-- Opening Marker --

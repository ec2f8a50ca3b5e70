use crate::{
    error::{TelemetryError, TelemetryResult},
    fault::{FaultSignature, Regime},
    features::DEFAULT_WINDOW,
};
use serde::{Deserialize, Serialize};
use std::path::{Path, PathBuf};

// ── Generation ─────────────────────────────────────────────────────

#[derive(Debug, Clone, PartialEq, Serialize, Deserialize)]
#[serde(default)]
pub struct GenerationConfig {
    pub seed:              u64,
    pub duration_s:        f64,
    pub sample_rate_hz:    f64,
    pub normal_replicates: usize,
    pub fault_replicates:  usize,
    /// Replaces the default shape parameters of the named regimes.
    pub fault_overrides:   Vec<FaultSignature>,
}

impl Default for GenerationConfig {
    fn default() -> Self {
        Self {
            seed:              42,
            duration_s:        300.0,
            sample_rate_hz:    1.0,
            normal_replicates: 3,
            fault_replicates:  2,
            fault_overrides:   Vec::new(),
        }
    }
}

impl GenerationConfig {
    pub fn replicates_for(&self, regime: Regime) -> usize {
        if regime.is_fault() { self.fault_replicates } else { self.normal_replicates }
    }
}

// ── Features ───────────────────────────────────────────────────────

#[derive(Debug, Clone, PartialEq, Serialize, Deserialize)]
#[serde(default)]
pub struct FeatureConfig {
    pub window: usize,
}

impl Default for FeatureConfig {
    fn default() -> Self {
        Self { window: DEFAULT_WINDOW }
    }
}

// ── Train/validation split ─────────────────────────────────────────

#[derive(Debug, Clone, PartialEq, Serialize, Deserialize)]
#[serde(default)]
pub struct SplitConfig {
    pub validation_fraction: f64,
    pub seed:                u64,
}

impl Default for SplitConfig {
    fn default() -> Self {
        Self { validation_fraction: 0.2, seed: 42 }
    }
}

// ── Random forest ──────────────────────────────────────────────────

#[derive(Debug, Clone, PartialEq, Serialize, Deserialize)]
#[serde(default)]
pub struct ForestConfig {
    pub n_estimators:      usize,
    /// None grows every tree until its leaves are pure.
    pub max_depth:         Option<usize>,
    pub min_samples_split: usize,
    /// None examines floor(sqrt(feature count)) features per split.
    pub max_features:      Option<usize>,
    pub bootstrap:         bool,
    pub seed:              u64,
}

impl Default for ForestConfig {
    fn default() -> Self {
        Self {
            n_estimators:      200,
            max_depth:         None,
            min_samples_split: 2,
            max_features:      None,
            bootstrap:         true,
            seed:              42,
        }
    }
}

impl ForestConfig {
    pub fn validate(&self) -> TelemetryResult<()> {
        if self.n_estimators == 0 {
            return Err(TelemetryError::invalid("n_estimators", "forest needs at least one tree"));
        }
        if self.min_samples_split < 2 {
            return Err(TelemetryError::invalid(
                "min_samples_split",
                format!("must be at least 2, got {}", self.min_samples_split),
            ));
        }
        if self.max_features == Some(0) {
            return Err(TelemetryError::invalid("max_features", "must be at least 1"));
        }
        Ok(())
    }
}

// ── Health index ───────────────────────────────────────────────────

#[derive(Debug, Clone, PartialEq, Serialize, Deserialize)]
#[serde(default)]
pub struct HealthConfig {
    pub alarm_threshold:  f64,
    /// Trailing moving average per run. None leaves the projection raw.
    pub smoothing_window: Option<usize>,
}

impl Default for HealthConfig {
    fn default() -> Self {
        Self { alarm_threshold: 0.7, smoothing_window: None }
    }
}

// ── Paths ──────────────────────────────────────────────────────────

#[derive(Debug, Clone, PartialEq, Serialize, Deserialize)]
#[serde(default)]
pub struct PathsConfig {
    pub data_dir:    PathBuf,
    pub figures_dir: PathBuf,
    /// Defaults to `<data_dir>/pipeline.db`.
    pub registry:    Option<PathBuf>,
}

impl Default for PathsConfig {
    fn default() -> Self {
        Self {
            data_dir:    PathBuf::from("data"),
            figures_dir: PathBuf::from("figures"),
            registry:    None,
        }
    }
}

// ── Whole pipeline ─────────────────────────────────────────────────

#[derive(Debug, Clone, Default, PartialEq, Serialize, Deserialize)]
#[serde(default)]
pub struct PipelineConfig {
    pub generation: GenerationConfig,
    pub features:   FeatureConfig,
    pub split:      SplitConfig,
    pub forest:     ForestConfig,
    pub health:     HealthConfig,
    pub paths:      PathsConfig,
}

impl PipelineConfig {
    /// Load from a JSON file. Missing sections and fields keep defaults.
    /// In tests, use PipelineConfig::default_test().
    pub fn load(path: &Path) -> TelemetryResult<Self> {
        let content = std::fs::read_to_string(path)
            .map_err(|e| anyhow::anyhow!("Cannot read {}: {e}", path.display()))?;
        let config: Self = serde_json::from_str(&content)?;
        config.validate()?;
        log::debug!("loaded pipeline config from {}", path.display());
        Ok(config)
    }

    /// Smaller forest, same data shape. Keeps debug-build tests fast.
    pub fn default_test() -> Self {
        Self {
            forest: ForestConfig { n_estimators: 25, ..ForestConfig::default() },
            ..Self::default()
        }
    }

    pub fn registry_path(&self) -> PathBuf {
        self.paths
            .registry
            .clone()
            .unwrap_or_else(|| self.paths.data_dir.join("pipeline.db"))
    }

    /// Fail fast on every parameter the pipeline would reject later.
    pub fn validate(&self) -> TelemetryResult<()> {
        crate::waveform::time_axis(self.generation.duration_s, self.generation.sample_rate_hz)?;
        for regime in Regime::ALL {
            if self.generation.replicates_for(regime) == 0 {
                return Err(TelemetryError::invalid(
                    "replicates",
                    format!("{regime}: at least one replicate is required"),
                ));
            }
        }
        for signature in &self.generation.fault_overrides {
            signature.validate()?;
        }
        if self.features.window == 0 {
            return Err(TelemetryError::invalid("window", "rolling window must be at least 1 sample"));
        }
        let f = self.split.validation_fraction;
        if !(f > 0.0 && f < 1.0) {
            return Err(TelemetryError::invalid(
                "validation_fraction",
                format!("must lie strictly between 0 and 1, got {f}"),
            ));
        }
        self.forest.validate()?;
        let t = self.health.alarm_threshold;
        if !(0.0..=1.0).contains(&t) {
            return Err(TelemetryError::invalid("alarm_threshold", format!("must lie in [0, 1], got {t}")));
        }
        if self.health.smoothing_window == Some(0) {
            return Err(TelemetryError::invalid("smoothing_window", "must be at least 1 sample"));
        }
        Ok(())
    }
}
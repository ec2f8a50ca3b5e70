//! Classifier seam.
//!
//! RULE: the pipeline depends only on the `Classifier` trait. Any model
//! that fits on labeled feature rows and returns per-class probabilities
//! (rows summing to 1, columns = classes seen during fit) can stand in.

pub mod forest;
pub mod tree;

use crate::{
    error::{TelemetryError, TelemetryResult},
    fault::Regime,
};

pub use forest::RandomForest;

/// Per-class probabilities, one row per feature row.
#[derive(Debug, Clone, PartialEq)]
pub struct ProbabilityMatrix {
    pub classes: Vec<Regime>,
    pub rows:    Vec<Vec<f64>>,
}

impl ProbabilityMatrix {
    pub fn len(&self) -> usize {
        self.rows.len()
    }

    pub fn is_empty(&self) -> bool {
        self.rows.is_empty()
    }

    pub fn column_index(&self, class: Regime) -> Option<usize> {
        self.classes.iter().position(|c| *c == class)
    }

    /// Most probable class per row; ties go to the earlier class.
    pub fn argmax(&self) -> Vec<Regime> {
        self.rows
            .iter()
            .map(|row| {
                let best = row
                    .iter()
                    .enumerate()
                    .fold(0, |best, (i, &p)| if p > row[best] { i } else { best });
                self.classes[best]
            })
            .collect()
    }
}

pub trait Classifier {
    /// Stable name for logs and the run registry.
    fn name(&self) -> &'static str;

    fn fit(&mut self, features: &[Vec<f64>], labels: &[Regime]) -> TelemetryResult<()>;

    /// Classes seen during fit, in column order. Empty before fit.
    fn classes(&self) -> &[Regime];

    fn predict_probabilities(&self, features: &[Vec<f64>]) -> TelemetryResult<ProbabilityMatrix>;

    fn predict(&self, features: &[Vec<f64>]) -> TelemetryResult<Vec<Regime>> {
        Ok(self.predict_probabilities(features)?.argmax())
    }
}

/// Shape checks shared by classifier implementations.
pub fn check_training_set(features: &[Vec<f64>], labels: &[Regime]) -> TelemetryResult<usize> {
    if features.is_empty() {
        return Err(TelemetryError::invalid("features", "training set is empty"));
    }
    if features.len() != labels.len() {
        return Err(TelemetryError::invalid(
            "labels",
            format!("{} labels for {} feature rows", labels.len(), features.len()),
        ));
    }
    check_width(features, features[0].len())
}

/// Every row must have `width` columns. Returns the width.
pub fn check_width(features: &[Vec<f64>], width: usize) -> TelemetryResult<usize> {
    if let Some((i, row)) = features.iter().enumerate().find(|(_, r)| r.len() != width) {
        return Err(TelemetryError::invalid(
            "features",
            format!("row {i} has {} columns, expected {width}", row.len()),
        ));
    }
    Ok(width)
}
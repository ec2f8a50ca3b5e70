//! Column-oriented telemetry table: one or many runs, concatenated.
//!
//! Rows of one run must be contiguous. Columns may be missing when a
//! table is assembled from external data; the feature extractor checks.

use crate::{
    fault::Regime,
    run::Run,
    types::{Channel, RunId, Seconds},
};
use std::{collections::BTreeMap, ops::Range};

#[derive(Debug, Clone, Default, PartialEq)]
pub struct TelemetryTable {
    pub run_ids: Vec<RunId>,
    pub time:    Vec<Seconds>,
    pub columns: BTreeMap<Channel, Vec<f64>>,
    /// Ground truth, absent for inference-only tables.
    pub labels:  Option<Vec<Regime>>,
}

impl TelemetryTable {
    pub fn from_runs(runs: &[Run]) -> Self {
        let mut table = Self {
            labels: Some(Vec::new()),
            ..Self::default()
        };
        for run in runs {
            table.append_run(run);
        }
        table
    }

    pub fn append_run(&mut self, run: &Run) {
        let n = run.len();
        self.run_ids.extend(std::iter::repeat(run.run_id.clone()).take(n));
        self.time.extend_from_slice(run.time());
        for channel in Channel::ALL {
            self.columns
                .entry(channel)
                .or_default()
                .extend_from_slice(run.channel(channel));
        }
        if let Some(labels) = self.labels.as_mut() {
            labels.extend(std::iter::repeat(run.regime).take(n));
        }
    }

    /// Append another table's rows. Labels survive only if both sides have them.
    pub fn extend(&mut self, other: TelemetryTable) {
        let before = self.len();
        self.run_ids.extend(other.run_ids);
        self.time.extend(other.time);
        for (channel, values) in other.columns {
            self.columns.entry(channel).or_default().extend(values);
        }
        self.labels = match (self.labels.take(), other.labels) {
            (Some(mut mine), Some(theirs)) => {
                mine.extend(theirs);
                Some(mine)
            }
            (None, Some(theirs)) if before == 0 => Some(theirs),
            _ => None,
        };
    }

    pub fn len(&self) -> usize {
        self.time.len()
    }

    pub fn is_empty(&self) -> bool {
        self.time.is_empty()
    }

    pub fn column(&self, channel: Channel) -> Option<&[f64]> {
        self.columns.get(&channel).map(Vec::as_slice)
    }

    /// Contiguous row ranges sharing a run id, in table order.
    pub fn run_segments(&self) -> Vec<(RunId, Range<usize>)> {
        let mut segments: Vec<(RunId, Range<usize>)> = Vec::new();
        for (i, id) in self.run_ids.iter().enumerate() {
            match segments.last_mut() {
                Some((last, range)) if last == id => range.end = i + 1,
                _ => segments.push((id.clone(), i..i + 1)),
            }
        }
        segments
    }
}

-- Closing Marker --

**What to work on**
Give the tally of lines in the listing above that contain the string "struct", with nothing besides it.

**Reply to the task**
9